The GNU Scientific Library for Lisp (GSLL) allows you to use the GNU Scientific Library (GSL) from Common Lisp. This library provides a full range of common mathematical operations useful to scientific and engineering applications. The design of the GSLL interface is such that access to most of the GSL library is possible in a Lisp-natural way; the intent is that the user not be hampered by the restrictions of the C language in which GSL has been written. GSLL thus provides interactive use of GSL for getting quick answers, even for someone not intending to program in Lisp.
Topics include: polynomials, special functions, vectors and matrices, permutations, sorting, linear algebra including BLAS, eigensystems, fast Fourier transforms (FFT), quadrature, random numbers, quasi-random sequences, random distributions, statistics, histograms, N-tuples, Monte Carlo integration, simulated annealing, ordinary differential equations, interpolation, numerical integration, numerical differentiation, Chebyshev approximation, series acceleration, discrete Hankel transforms, root-finding, minimization, least-squares fitting, IEEE floating-point, discrete wavelet transforms, basis splines, physical constants. See missing-features.text on the status of some incomplete topics.
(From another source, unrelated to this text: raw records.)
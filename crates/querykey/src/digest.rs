// Copyright (c) Microsoft Corporation.
// Licensed under the MIT License.

use std::fmt;

use serde::{Deserialize, Serialize};

/// A derived cache key: 32 lowercase hexadecimal characters.
///
/// # Examples
///
/// ```
/// use querykey::hash;
///
/// let key = hash("x => (x.Category == \"Books\"),42");
/// assert_eq!(key.as_str().len(), 32);
/// assert_eq!(key, hash("x => (x.Category == \"Books\"),42"));
/// ```
#[derive(Clone, Debug, PartialEq, Eq, Hash, PartialOrd, Ord, Serialize, Deserialize)]
#[serde(transparent)]
pub struct CacheKey(String);

impl CacheKey {
    /// The key text.
    #[must_use]
    pub fn as_str(&self) -> &str {
        &self.0
    }
}

impl fmt::Display for CacheKey {
    fn fmt(&self, f: &mut fmt::Formatter<'_>) -> fmt::Result {
        f.write_str(&self.0)
    }
}

impl AsRef<str> for CacheKey {
    fn as_ref(&self) -> &str {
        &self.0
    }
}

impl From<CacheKey> for String {
    fn from(key: CacheKey) -> Self {
        key.0
    }
}

/// Hashes canonical key text into a [`CacheKey`] using the 128-bit XXH3 digest.
#[must_use]
pub fn hash(text: &str) -> CacheKey {
    let digest = xxhash_rust::xxh3::xxh3_128(text.as_bytes());
    CacheKey(format!("{digest:032x}"))
}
The Jacobian elliptic functions sn, cn, and dn are special functions (Chapter 7):
(jacobian-elliptic-functions 0.2d0 0.81d0) 0.19762082367187703d0 0.9802785369736752d0 0.9840560289645665d0
which returns as multiple values the three function values. The functions are defined only if the second argument m is not greater than 1, so an error is signalled if this parameter is out of range:
(jacobian-elliptic-functions 0.61802d0 1.5d0) Input domain error |m| > 1.0 in elljac.c at line 46 [Condition of type INPUT-DOMAIN]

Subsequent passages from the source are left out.